Schwäbische Zeitung (Ravensburg / Weingarten)

Warten auf den Zug

Trainspott­er schießen und sammeln Fotos von Lokomotive­n – Sie sehen das Besondere im Alltäglich­en

- Von Dominik Prandl

LINDAU - Bei Minusgrade­n stehen sie da – an der Ortsgrenze von Lindau in den Obstplanta­gen. Sie sehen Bäume, mit Schnee bedeckte Wiesen, Schilf, auf einem Hügel ein paar Häuser und eine Brücke, die über braune Bahngleise führt. „Jetzt heißt es Warten, wie so häufig bei uns“, sagt der eine. Der andere sucht währenddes­sen auf seinem Smartphone einen Fahrplan. Worauf sie warten? „Auf den EC 193 nach München.“Marvin Schenk und Tobias S. sind nämlich Trainspott­er. Ihre größte Leidenscha­ft ist es, Lokomotive­n zu sichten und zu fotografie­ren.

Für sie ist es ein Hobby wie jedes andere. Vielen fehle es aber an Verständni­s dafür. Tobias S. aus Friedrichs­hafen will seinen vollen Namen deshalb lieber nicht nennen, er müsse sich sonst vielleicht rechtferti­gen. „Bei Bekanntsch­aften versuche ich es herunterzu­spielen und sage erstmal nur: Ich fotografie­re“, sagt auch Marvin Schenk, der in Dornbirn studiert. Zu Beginn seiner Spotterzei­t habe er selbst schon manchmal überlegt, ob er verrückt sei.
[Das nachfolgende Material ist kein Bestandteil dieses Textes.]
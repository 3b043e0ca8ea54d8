//! Multi-wave indicator drivers.
//!
//! Each driver expresses one of the published indicators through the
//! pipeline primitives: load every wave, aggregate, accumulate across
//! waves, then derive the rate or share once. Waves that yield no usable
//! rows (or whose sources all failed the schema contract) are skipped with
//! a warning and counted; the run fails only when every wave was skipped.
//!
//! Discovery of wave directories and files is the caller's job; drivers
//! receive concrete source lists per wave.

use std::path::PathBuf;

use crate::aggregate::{self, Aggregation, RatioTable, Weighting};
use crate::config::{CohortSelection, WaveConfig};
use crate::error::{PipelineError, Result};
use crate::filter::RecordFilter;
use crate::inflation::{DeflationReport, PriceIndex};
use crate::models::{KeyColumn, KeyValue, STATUS_UNEMPLOYED, SurveyRecord, WaveTable};
use crate::wave::load_wave;

/// The concrete source files of one collection wave
#[derive(Debug, Clone)]
pub struct WaveSources {
    /// Wave label (typically the year-labeled batch directory)
    pub label: String,
    /// Delimited source files belonging to the wave
    pub paths: Vec<PathBuf>,
}

/// Skip accounting for one indicator run
#[derive(Debug, Clone, Copy, Default, PartialEq, Eq)]
pub struct RunReport {
    /// Waves that contributed rows
    pub waves_used: usize,
    /// Waves skipped for yielding no usable rows
    pub waves_skipped: usize,
    /// Individual sources skipped across all waves
    pub sources_skipped: usize,
}

/// An indicator result: the derived table plus skip accounting
#[derive(Debug)]
pub struct IndicatorRun {
    /// The derived measure per cohort
    pub table: RatioTable,
    /// Skip accounting for the run
    pub report: RunReport,
}

/// An income indicator result, with deflation accounting
#[derive(Debug)]
pub struct IncomeRun {
    /// Mean real income per cohort
    pub table: RatioTable,
    /// Skip accounting for the run
    pub report: RunReport,
    /// Per-cause exclusion counts from deflation
    pub deflation: DeflationReport,
}

/// Weighted employment rate per (year, quarter, sex): weighted employed
/// over the weighted total population in scope. Weighted by the occupation
/// weight (`PONDIIO`), the one the published employment series uses.
pub fn employment_rate_by_sex(
    waves: &[WaveSources],
    selection: &CohortSelection,
) -> Result<IndicatorRun> {
    let config = build_config(
        &["ANO4", "TRIMESTRE", "ESTADO", "CH04"],
        Some("PONDIIO"),
        selection,
    );
    let key = [KeyColumn::Year, KeyColumn::Quarter, KeyColumn::Sex];
    let (tables, report) = load_waves(waves, &config)?;

    let employed = accumulate(&tables, &key, Weighting::Weight, Some(RecordFilter::employed()));
    let total = accumulate(&tables, &key, Weighting::Weight, None);
    Ok(IndicatorRun {
        table: aggregate::ratio(&employed, &total)?,
        report,
    })
}

/// Unemployment rate per (year, education level) among the economically
/// active population.
pub fn unemployment_rate_by_education(
    waves: &[WaveSources],
    selection: &CohortSelection,
) -> Result<IndicatorRun> {
    let config = build_config(&["ANO4", "ESTADO", "NIVEL_ED"], None, selection);
    let key = [KeyColumn::Year, KeyColumn::EducationLevel];
    let (tables, report) = load_waves(waves, &config)?;

    let unemployed = accumulate(
        &tables,
        &key,
        Weighting::Count,
        Some(RecordFilter::ActivityStatusIn(vec![STATUS_UNEMPLOYED])),
    );
    let active = accumulate(
        &tables,
        &key,
        Weighting::Count,
        Some(RecordFilter::economically_active()),
    );
    Ok(IndicatorRun {
        table: aggregate::ratio(&unemployed, &active)?,
        report,
    })
}

/// Education-level distribution of the economically active population per
/// (year, quarter): each level's share of the period's PEA. The optional
/// range keeps only the levels of interest in the output; shares stay
/// relative to the full PEA of the period.
pub fn education_distribution(
    waves: &[WaveSources],
    selection: &CohortSelection,
    education_range: Option<(i64, i64)>,
) -> Result<IndicatorRun> {
    let config = build_config(&["ANO4", "TRIMESTRE", "ESTADO", "NIVEL_ED"], None, selection);
    let key = [KeyColumn::Year, KeyColumn::Quarter, KeyColumn::EducationLevel];
    let (tables, report) = load_waves(waves, &config)?;

    let active = accumulate(
        &tables,
        &key,
        Weighting::Count,
        Some(RecordFilter::economically_active()),
    );
    let mut table = aggregate::share_within(&active, 2)?;
    if let Some((min, max)) = education_range {
        table = table.retain_keys(|cohort| match cohort[2] {
            KeyValue::Int(level) => level >= min && level <= max,
            KeyValue::Str(_) => false,
        });
    }
    Ok(IndicatorRun { table, report })
}

/// Weighted activity-sector distribution of the employed per (year,
/// sector code). Enrich the resulting table with a CAES-style lookup via
/// [`crate::lookup::LookupTable::enrich`] when labels are wanted.
pub fn sector_distribution(
    waves: &[WaveSources],
    selection: &CohortSelection,
) -> Result<IndicatorRun> {
    let config = build_config(&["ANO4", "ESTADO", "PP04B_COD"], Some("PONDERA"), selection);
    let key = [KeyColumn::Year, KeyColumn::ActivityCode];
    let (tables, report) = load_waves(waves, &config)?;

    let employed = accumulate(
        &tables,
        &key,
        Weighting::Weight,
        Some(RecordFilter::employed()),
    );
    Ok(IndicatorRun {
        table: aggregate::share_within(&employed, 1)?,
        report,
    })
}

/// Mean inflation-adjusted income per (year, age). Rows without a usable
/// income or price-index entry are excluded and accounted.
pub fn mean_real_income_by_age(
    waves: &[WaveSources],
    selection: &CohortSelection,
    index: &PriceIndex,
) -> Result<IncomeRun> {
    let config = build_config(&["ANO4", "TRIMESTRE", "CH06", "P47T"], None, selection);
    let key = [KeyColumn::Year, KeyColumn::Age];
    let (tables, report) = load_waves(waves, &config)?;

    // Wave boundaries do not matter for the mean, so the waves collapse
    // into one record set before deflation and grouping.
    let records: Vec<SurveyRecord> = tables
        .into_iter()
        .flat_map(|table| table.records)
        .collect();
    let (_, deflation) = index.deflate(&records);
    let table = aggregate::mean_of(&records, &key, |record| index.real_income_of(record));

    Ok(IncomeRun {
        table,
        report,
        deflation,
    })
}

/// Load every wave, skipping empty ones, and account for skips.
///
/// # Errors
/// `NoUsableWaves` when every wave was skipped.
fn load_waves(waves: &[WaveSources], config: &WaveConfig) -> Result<(Vec<WaveTable>, RunReport)> {
    let mut tables = Vec::with_capacity(waves.len());
    let mut report = RunReport::default();
    for wave in waves {
        match load_wave(&wave.label, &wave.paths, config) {
            Ok(table) => {
                report.waves_used += 1;
                report.sources_skipped += table.skipped_sources;
                tables.push(table);
            }
            Err(PipelineError::EmptyWave { wave }) => {
                log::warn!("skipping wave '{wave}': no usable rows");
                report.waves_skipped += 1;
            }
            Err(other) => return Err(other),
        }
    }
    if tables.is_empty() {
        return Err(PipelineError::NoUsableWaves);
    }
    Ok((tables, report))
}

/// Aggregate every wave table and fold the results together.
fn accumulate(
    tables: &[WaveTable],
    key: &[KeyColumn],
    weighting: Weighting,
    filter: Option<RecordFilter>,
) -> Aggregation {
    let mut merged: Option<Aggregation> = None;
    for table in tables {
        let agg = aggregate::aggregate(&table.records, key, weighting, filter.as_ref());
        match &mut merged {
            Some(accumulated) => accumulated.merge(agg),
            None => merged = Some(agg),
        }
    }
    merged.unwrap_or(Aggregation {
        key: key.to_vec(),
        cells: std::collections::BTreeMap::new(),
    })
}

/// Build the wave config for one driver. `weight` names the raw weight
/// column the indicator reads (extracts carry several side by side); it is
/// required under the canonical `PONDERA` label and renamed onto it.
fn build_config(
    columns: &[&str],
    weight: Option<&str>,
    selection: &CohortSelection,
) -> WaveConfig {
    let mut required: Vec<String> = columns.iter().map(|c| (*c).to_string()).collect();
    for column in selection.required_columns() {
        let label = column.label().to_string();
        if !required.contains(&label) {
            required.push(label);
        }
    }

    let mut config = WaveConfig {
        required,
        filters: selection.filters(),
        ..WaveConfig::default()
    };
    if let Some(raw) = weight {
        config.required.push("PONDERA".to_string());
        if raw != "PONDERA" {
            config.renames.insert(raw.to_string(), "PONDERA".to_string());
        }
    }
    config
}

#[cfg(test)]
mod tests {
    use super::*;
    use crate::models::CohortKey;
    use smallvec::smallvec;
    use std::path::Path;

    fn write_wave(dir: &Path, name: &str, content: &str) -> PathBuf {
        let path = dir.join(name);
        std::fs::write(&path, content).unwrap();
        path
    }

    #[test]
    fn test_weighted_employment_rate_two_waves() {
        // Wave A: 3 employed rows (weight 10 each) + 1 unemployed (weight 5)
        // Wave B: 2 employed rows (weight 8) + 2 unemployed (weight 4 each)
        // Overall rate: (30 + 16) / (30 + 16 + 5 + 8) = 46/59
        let dir = tempfile::tempdir().unwrap();
        let a = write_wave(
            dir.path(),
            "a.txt",
            "ANO4;TRIMESTRE;ESTADO;CH04;PONDERA\n\
             2023;1;1;1;10\n2023;1;1;1;10\n2023;1;1;1;10\n2023;1;2;1;5\n",
        );
        let b = write_wave(
            dir.path(),
            "b.txt",
            "ANO4;TRIMESTRE;ESTADO;CH04;PONDIIO\n\
             2023;1;1;1;8\n2023;1;1;1;8\n2023;1;2;1;4\n2023;1;2;1;4\n",
        );
        let waves = vec![
            WaveSources { label: "2023a".into(), paths: vec![a] },
            WaveSources { label: "2023b".into(), paths: vec![b] },
        ];

        let run = employment_rate_by_sex(&waves, &CohortSelection::default()).unwrap();
        let cohort: CohortKey =
            smallvec![KeyValue::Int(2023), KeyValue::Int(1), KeyValue::Int(1)];
        let rate = run.table.cells[&cohort].unwrap();
        assert!((rate - 46.0 / 59.0).abs() < 1e-9);
        assert_eq!(run.report.waves_used, 2);
        assert_eq!(run.report.waves_skipped, 0);
    }

    #[test]
    fn test_employment_rate_reads_occupation_weight_from_full_extract() {
        // Real extracts carry PONDERA, PONDIIO and PONDII side by side; the
        // employment rate must come from PONDIIO (here 30/40), not from the
        // coexisting PONDERA column (which would give 0.5).
        let dir = tempfile::tempdir().unwrap();
        let path = write_wave(
            dir.path(),
            "full.txt",
            "ANO4;TRIMESTRE;ESTADO;CH04;PONDERA;PONDIIO;PONDII\n\
             2023;1;1;1;99;30;1\n2023;1;2;1;99;10;1\n",
        );
        let waves = vec![WaveSources { label: "2023".into(), paths: vec![path] }];

        let run = employment_rate_by_sex(&waves, &CohortSelection::default()).unwrap();
        let cohort: CohortKey =
            smallvec![KeyValue::Int(2023), KeyValue::Int(1), KeyValue::Int(1)];
        let rate = run.table.cells[&cohort].unwrap();
        assert!((rate - 0.75).abs() < 1e-12);
        assert_eq!(run.report.sources_skipped, 0);
    }

    #[test]
    fn test_run_skips_empty_waves_and_fails_without_usable_data() {
        let dir = tempfile::tempdir().unwrap();
        let good = write_wave(
            dir.path(),
            "good.txt",
            "ANO4;TRIMESTRE;ESTADO;CH04;PONDERA\n2022;2;1;2;7\n",
        );
        let empty = write_wave(dir.path(), "empty.txt", "FOO;BAR\n1;2\n");

        let waves = vec![
            WaveSources { label: "2022".into(), paths: vec![good] },
            WaveSources { label: "broken".into(), paths: vec![empty.clone()] },
        ];
        let run = employment_rate_by_sex(&waves, &CohortSelection::default()).unwrap();
        assert_eq!(run.report.waves_used, 1);
        assert_eq!(run.report.waves_skipped, 1);

        let all_broken = vec![WaveSources { label: "broken".into(), paths: vec![empty] }];
        let err = employment_rate_by_sex(&all_broken, &CohortSelection::default()).unwrap_err();
        assert!(matches!(err, PipelineError::NoUsableWaves));
    }

    #[test]
    fn test_education_distribution_range_keeps_shares_relative() {
        let dir = tempfile::tempdir().unwrap();
        // Four PEA rows: levels 1, 2, 2, 9 (9 falls outside the range)
        let path = write_wave(
            dir.path(),
            "w.txt",
            "ANO4;TRIMESTRE;ESTADO;NIVEL_ED\n\
             2021;3;1;1\n2021;3;2;2\n2021;3;1;2\n2021;3;1;9\n",
        );
        let waves = vec![WaveSources { label: "2021".into(), paths: vec![path] }];

        let run =
            education_distribution(&waves, &CohortSelection::default(), Some((1, 7))).unwrap();
        let k1: CohortKey =
            smallvec![KeyValue::Int(2021), KeyValue::Int(3), KeyValue::Int(1)];
        let k2: CohortKey =
            smallvec![KeyValue::Int(2021), KeyValue::Int(3), KeyValue::Int(2)];
        let k9: CohortKey =
            smallvec![KeyValue::Int(2021), KeyValue::Int(3), KeyValue::Int(9)];
        assert!((run.table.cells[&k1].unwrap() - 0.25).abs() < 1e-12);
        assert!((run.table.cells[&k2].unwrap() - 0.5).abs() < 1e-12);
        assert!(!run.table.cells.contains_key(&k9));
    }

    #[test]
    fn test_sector_distribution_sums_to_one() {
        let dir = tempfile::tempdir().unwrap();
        let path = write_wave(
            dir.path(),
            "w.txt",
            "ANO4;ESTADO;PP04B_COD;PONDERA\n\
             2021;1;0401;30\n2021;1;0502;10\n2021;2;0401;99\n",
        );
        let waves = vec![WaveSources { label: "2021".into(), paths: vec![path] }];

        let run = sector_distribution(&waves, &CohortSelection::default()).unwrap();
        let total: f64 = run.table.cells.values().map(|v| v.unwrap()).sum();
        assert!((total - 1.0).abs() < 1e-12);
        let commerce: CohortKey =
            smallvec![KeyValue::Int(2021), KeyValue::Str("0401".to_string())];
        assert!((run.table.cells[&commerce].unwrap() - 0.75).abs() < 1e-12);
    }

    #[test]
    fn test_mean_real_income_by_age() {
        let dir = tempfile::tempdir().unwrap();
        let path = write_wave(
            dir.path(),
            "w.txt",
            "ANO4;TRIMESTRE;CH06;P47T\n\
             2020;1;30;50000\n2020;1;30;70000\n2020;1;40;-5\n2021;1;30;10000\n",
        );
        let waves = vec![WaveSources { label: "2020".into(), paths: vec![path] }];
        let index = PriceIndex::from_pairs([(crate::models::Period::Quarter(2020, 1), 100.0)])
            .unwrap();

        let run =
            mean_real_income_by_age(&waves, &CohortSelection::default(), &index).unwrap();
        let cohort: CohortKey = smallvec![KeyValue::Int(2020), KeyValue::Int(30)];
        assert_eq!(run.table.cells[&cohort], Some(600.0));
        assert_eq!(run.deflation.adjusted, 2);
        assert_eq!(run.deflation.no_income, 1);
        // 2021-T1 has no index entry
        assert_eq!(run.deflation.missing_index, 1);
    }
}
Spotting kommt vom Englischen „to spot“, was so viel heißt wie: sichten und orten. Schenk und Tobias S. machen das am liebsten mitten in der Landschaft. Während des Wartens auf den Zug passiert so gut wie nichts. Trotzdem kommen sie immer überpünktl­ich an die Strecke. Die beiden treten mit den Füßen auf der Stelle, um nicht zu frieren. Wenn er manchmal alleine warte, führe er Selbstgesp­räche, sagt der 23-jährige Schenk. Plötzlich hebt Tobias S. seine Kamera mit Teleobjekt­iv Richtung Himmel und drückt ab. „Eine Air France“, sagt er. Beide sind nämlich nicht nur Train-, sondern auch Planespott­er, fotografie­ren also auch Flugzeuge. Erst vor einer Woche war Schenk in Friedrichs­hafen, um dort Maschinen abzulichte­n. Vor etwa sieben Jahren haben beide mit dem Fotografie­ren begonnen. Fast genauso lange kennen sie sich schon – über einen dritten Spotter haben sie den Kontakt geknüpft.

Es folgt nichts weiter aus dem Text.